**EXERCISE DETAILS**
The lines from the start of the records below through the line containing "const FRAME_INTERVAL: Duration" are to be copied exactly, both ends included, with nothing added.

(Stored data entries)
..........

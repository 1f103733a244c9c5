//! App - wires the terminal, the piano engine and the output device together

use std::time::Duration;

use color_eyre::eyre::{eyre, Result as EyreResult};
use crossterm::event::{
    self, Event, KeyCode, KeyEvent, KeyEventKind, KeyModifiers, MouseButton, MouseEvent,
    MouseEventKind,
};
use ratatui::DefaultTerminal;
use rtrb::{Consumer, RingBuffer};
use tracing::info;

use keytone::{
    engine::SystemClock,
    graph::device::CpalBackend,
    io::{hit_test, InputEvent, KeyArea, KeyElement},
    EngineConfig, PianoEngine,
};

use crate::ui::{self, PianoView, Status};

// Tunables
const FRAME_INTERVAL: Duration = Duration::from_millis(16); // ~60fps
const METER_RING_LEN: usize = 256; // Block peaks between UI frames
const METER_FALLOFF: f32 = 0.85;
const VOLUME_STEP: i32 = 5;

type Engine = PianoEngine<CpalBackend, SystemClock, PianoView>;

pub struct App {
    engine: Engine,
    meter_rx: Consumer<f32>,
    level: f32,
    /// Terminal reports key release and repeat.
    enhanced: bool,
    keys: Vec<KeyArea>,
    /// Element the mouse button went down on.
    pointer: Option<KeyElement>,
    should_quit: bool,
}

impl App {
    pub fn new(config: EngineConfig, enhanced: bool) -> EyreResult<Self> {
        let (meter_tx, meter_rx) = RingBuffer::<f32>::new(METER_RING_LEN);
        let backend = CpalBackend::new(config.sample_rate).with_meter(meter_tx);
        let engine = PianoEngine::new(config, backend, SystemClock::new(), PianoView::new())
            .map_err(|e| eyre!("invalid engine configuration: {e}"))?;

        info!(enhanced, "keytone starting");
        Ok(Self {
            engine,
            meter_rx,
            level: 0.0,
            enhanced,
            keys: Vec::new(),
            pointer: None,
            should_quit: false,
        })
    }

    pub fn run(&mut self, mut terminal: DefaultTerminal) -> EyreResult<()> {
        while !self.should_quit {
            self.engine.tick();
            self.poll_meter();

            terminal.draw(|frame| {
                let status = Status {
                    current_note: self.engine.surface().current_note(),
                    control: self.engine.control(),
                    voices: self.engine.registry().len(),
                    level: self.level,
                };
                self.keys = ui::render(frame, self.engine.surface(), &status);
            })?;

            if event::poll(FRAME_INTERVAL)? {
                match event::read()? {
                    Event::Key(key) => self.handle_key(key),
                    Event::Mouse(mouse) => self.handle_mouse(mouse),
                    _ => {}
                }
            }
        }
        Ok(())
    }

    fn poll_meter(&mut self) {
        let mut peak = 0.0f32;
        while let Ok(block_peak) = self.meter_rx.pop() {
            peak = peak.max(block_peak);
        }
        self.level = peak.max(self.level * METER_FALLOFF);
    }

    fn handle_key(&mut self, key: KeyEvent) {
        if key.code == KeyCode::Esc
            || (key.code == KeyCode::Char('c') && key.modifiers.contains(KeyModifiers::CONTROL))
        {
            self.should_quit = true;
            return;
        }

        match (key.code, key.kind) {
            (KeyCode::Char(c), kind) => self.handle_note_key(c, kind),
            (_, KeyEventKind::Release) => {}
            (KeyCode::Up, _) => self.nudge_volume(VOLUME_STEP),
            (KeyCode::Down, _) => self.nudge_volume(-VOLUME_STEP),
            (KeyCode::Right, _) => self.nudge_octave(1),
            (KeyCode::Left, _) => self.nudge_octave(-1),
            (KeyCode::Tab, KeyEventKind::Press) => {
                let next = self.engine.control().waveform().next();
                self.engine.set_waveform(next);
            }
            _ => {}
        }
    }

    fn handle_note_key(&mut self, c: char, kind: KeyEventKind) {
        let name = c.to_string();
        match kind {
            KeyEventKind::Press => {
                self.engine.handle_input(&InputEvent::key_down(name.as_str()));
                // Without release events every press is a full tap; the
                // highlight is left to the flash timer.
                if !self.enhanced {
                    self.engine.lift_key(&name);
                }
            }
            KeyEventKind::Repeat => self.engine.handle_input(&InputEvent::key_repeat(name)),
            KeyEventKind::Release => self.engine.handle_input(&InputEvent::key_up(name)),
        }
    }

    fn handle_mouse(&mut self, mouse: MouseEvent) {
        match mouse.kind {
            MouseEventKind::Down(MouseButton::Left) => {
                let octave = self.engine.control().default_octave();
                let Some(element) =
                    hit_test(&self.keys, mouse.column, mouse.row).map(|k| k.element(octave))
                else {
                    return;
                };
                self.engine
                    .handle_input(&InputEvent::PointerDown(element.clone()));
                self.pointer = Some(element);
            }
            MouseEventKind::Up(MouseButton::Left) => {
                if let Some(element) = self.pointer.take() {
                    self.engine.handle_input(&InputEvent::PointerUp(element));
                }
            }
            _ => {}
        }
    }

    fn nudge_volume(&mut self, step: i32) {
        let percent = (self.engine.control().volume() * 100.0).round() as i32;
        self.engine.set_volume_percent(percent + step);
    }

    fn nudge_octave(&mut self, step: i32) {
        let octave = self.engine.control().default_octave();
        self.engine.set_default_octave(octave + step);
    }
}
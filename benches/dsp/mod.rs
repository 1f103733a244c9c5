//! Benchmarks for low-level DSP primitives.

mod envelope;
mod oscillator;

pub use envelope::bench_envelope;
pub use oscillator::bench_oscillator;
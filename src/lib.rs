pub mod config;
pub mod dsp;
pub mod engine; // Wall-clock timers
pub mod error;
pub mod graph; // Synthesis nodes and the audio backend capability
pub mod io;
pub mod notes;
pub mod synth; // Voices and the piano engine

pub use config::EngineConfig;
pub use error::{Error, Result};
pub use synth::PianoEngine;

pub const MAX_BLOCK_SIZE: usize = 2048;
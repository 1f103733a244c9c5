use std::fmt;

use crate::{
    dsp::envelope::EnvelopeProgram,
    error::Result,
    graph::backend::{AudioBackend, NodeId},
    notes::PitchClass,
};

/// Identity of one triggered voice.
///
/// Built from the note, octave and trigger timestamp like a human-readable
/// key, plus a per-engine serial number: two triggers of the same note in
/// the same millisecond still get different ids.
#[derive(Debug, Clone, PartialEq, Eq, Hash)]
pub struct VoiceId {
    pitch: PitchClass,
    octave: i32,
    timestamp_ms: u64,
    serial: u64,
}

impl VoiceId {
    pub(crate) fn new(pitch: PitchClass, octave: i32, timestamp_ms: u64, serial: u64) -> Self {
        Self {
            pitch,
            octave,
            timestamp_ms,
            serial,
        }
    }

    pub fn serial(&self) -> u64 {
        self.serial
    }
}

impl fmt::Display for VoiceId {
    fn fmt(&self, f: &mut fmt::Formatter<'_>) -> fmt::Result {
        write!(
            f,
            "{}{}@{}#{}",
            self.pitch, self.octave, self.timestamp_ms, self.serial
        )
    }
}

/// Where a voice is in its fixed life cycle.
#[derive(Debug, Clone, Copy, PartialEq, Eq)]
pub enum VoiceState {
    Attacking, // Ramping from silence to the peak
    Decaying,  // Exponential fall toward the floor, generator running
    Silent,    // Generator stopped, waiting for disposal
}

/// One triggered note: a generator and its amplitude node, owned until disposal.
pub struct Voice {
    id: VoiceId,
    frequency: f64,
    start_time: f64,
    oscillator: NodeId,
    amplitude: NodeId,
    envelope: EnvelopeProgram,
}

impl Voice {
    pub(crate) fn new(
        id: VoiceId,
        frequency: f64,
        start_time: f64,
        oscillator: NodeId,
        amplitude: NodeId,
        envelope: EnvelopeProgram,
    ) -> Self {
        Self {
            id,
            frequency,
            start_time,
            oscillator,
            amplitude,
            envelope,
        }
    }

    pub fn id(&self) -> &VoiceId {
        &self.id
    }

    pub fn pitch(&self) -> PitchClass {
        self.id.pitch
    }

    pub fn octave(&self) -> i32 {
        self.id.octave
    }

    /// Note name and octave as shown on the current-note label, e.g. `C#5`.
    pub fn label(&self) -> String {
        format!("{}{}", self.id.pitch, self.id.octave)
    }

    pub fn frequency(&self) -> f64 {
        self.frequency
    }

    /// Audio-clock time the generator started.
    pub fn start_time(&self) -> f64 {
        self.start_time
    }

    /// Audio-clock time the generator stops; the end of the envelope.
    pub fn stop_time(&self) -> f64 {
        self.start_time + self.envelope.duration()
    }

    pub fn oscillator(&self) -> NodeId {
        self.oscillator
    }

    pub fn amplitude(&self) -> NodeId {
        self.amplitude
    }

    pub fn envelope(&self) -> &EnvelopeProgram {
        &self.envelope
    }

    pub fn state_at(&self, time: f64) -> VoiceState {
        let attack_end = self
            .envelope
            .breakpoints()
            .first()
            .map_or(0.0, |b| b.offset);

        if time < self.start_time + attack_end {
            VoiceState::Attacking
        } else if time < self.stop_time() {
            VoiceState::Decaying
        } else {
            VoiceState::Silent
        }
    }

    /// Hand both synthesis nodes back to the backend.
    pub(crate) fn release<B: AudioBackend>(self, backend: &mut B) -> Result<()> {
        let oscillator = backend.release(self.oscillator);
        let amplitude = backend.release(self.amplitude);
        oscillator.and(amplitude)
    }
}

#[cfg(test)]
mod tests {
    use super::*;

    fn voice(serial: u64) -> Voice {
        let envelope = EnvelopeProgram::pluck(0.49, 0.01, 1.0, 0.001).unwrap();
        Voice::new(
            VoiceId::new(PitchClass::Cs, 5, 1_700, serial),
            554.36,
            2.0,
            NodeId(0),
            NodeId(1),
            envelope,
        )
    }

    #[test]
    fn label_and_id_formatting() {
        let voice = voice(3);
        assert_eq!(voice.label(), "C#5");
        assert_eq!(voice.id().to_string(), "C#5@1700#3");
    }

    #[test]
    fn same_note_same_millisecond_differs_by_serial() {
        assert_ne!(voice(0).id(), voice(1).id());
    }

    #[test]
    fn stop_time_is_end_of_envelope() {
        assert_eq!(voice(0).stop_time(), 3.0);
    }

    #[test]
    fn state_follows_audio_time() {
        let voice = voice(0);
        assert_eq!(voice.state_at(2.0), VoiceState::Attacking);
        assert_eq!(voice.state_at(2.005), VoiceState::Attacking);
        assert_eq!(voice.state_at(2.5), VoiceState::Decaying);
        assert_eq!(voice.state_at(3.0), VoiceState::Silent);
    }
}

..........

**ANSWER AREA**
repository 1f103733a244c9c5
//! App - wires the terminal, the piano engine and the output device together

use std::time::Duration;

use color_eyre::eyre::{eyre, Result as EyreResult};
use crossterm::event::{
    self, Event, KeyCode, KeyEvent, KeyEventKind, KeyModifiers, MouseButton, MouseEvent,
    MouseEventKind,
};
use ratatui::DefaultTerminal;
use rtrb::{Consumer, RingBuffer};
use tracing::info;

use keytone::{
    engine::SystemClock,
    graph::device::CpalBackend,
    io::{hit_test, InputEvent, KeyArea, KeyElement},
    EngineConfig, PianoEngine,
};

use crate::ui::{self, PianoView, Status};

// Tunables
const FRAME_INTERVAL: Duration = Duration::from_millis(16); // ~60fps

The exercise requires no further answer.